期刊名称:Proceedings of the National Academy of Sciences
印刷版ISSN:0027-8424
电子版ISSN:1091-6490
出版年度:1977
卷号:74
期号:11
页码:4762-4766
DOI:10.1073/pnas.74.11.4762
语种:English
出版社:The National Academy of Sciences of the United States of America
摘要:The sequence of the 841 amino acid residues in each subunit (molecular weight 97,412) of rabbit muscle glycogen phosphorylase b (1,4-alpha-D-glucan:orthophosphate alpha-glucosyltransferase; EC 2.4.1.1 ) has been determined.

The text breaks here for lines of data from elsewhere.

pub trait EditProvider: Send + Sync {
    fn name(&self) -> &str;
    fn generate(&self, request: &ProviderRequest) -> anyhow::Result<ProviderReply>;
}

#[derive(Default)]
pub struct EditProviderRegistry {
    providers: BTreeMap<String, Box<dyn EditProvider>>,
}

impl EditProviderRegistry {
    pub fn new() -> Self {
        Self::default()
    }

    pub fn register<P: EditProvider + 'static>(&mut self, provider: P) {
        self.providers
            .insert(provider.name().to_string(), Box::new(provider));
    }

    pub fn get(&self, name: &str) -> Option<&dyn EditProvider> {
        self.providers.get(name).map(|provider| provider.as_ref())
    }

    pub fn names(&self) -> Vec<String> {
        self.providers.keys().cloned().collect()
    }
}

/// Registry with the offline provider and Gemini.
pub fn default_provider_registry(
    gemini_api_base: Option<String>,
    gemini_api_key: Option<String>,
) -> EditProviderRegistry {
    let mut providers = EditProviderRegistry::new();
    providers.register(DryrunProvider);
    providers.register(GeminiProvider::new(gemini_api_base, gemini_api_key));
    providers
}

pub struct EditGateway {
    providers: EditProviderRegistry,
    selector: ModelSelector,
    image_model: Option<String>,
    text_model: Option<String>,
    options: Map<String, Value>,
    events: EventWriter,
}

impl EditGateway {
    pub fn new(
        providers: EditProviderRegistry,
        image_model: Option<String>,
        text_model: Option<String>,
        events: EventWriter,
    ) -> Self {
        Self {
            providers,
            selector: ModelSelector::default(),
            image_model,
            text_model,
            options: Map::new(),
            events,
        }
    }

    /// Provider options forwarded with every request (timeouts, retries).
    pub fn with_options(mut self, options: Map<String, Value>) -> Self {
        self.options = options;
        self
    }

    pub fn with_selector(mut self, selector: ModelSelector) -> Self {
        self.selector = selector;
        self
    }

    pub fn image_model(&self) -> Option<&str> {
        self.image_model.as_deref()
    }

    pub fn text_model(&self) -> Option<&str> {
        self.text_model.as_deref()
    }

    /// Provider that will serve `capability` with the current model choice.
    pub fn provider_name(&self, capability: Capability) -> Option<String> {
        let requested = match capability {
            Capability::ImageEdit => self.image_model.as_deref(),
            Capability::Text => self.text_model.as_deref(),
        };
        self.selector
            .select(requested, capability)
            .ok()
            .map(|selection| selection.model.provider)
    }

    pub fn apply(
        &self,
        image: &ImageBlob,
        operation: &EditOperation,
    ) -> Result<ImageBlob, GatewayError> {
        operation.validate()?;

        let selection = operation.selection();
        let geometry = if selection.is_none() {
            None
        } else {
            let native = image_dimensions(image);
            let geometry = selection.to_percent(native);
            if geometry.is_none() {
                self.warn(
                    operation.kind(),
                    "image size unknown; selection dropped and the edit applies to the whole image",
                );
            }
            geometry
        };

        let mut images = vec![image.clone()];
        if let EditOperation::Retouch {
            reference: Some(reference),
            ..
        } = operation
        {
            images.push(reference.clone());
        }
        let instruction = prompts::edit_instruction(operation, geometry.as_ref());
        let reply = self.dispatch(
            Capability::ImageEdit,
            operation.kind(),
            images,
            instruction,
            ReplyKind::Image,
        )?;
        let output = normalize_image_reply(reply)?;
        let ext = extension_for_mime(output.mime_type());
        Ok(output.renamed(output_name(image.name(), operation.kind(), ext)))
    }

    pub fn suggest_titles(&self, image: &ImageBlob) -> Result<Vec<String>, GatewayError> {
        let reply = self.dispatch(
            Capability::Text,
            "suggest_titles",
            vec![image.clone()],
            prompts::title_instruction(MAX_TITLES),
            ReplyKind::Text { json: true },
        )?;
        let text = normalize_text_reply(reply)?;
        parse_titles(&text)
    }

    /// Free-form text completion on the text model.
    pub fn complete_text(
        &self,
        kind: &str,
        instruction: String,
        json: bool,
    ) -> Result<String, GatewayError> {
        let reply = self.dispatch(
            Capability::Text,
            kind,
            Vec::new(),
            instruction,
            ReplyKind::Text { json },
        )?;
        normalize_text_reply(reply)
    }

    fn dispatch(
        &self,
        capability: Capability,
        kind: &str,
        images: Vec<ImageBlob>,
        instruction: String,
        reply: ReplyKind,
    ) -> Result<ProviderReply, GatewayError> {
        let requested = match capability {
            Capability::ImageEdit => self.image_model.as_deref(),
            Capability::Text => self.text_model.as_deref(),
        };
        let selection = self
            .selector
            .select(requested, capability)
            .map_err(GatewayError::Unavailable)?;
        if let Some(reason) = selection.fallback_reason.as_deref() {
            if selection.requested.is_some() {
                self.warn(kind, reason);
            }
        }
        let provider = self.providers.get(&selection.model.provider).ok_or_else(|| {
            GatewayError::Unavailable(format!(
                "provider '{}' is not registered (known: {})",
                selection.model.provider,
                self.providers.names().join(", ")
            ))
        })?;

        let request = ProviderRequest {
            model: selection.model.name.clone(),
            kind: kind.to_string(),
            images,
            instruction,
            reply,
            options: self.options.clone(),
        };
        let reply = provider
            .generate(&request)
            .map_err(|err| GatewayError::Transport(error_chain_text(&err, 600)))?;
        for warning in &reply.warnings {
            self.warn(kind, warning);
        }
        Ok(reply)
    }

    fn warn(&self, kind: &str, message: &str) {
        self.events.note(
            "gateway_warning",
            payload(json!({
                "operation": kind,
                "message": message,
            })),
        );
    }
}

The general strategy was based on limited proteolysis of native phosphorylase b by subtilisin BPN', yielding two large segments (light and heavy) which were fragmented by cleavage at methyonyl-, asparaginyl-glycine, and aspartyl-proline bonds. Analysis of two cyanogen bromide fragments (CB14 and CB17) isolated from the intact molecule yielded the overlap between the light and heavy fragments and the remainder of the sequence. The residues involved in the covalent and allosteric control of the enzyme, and in the binding of the cofactor pyridoxal 5'-phosphate, were identified as serine-14, tyrosine-155, and lysine-679, respectively.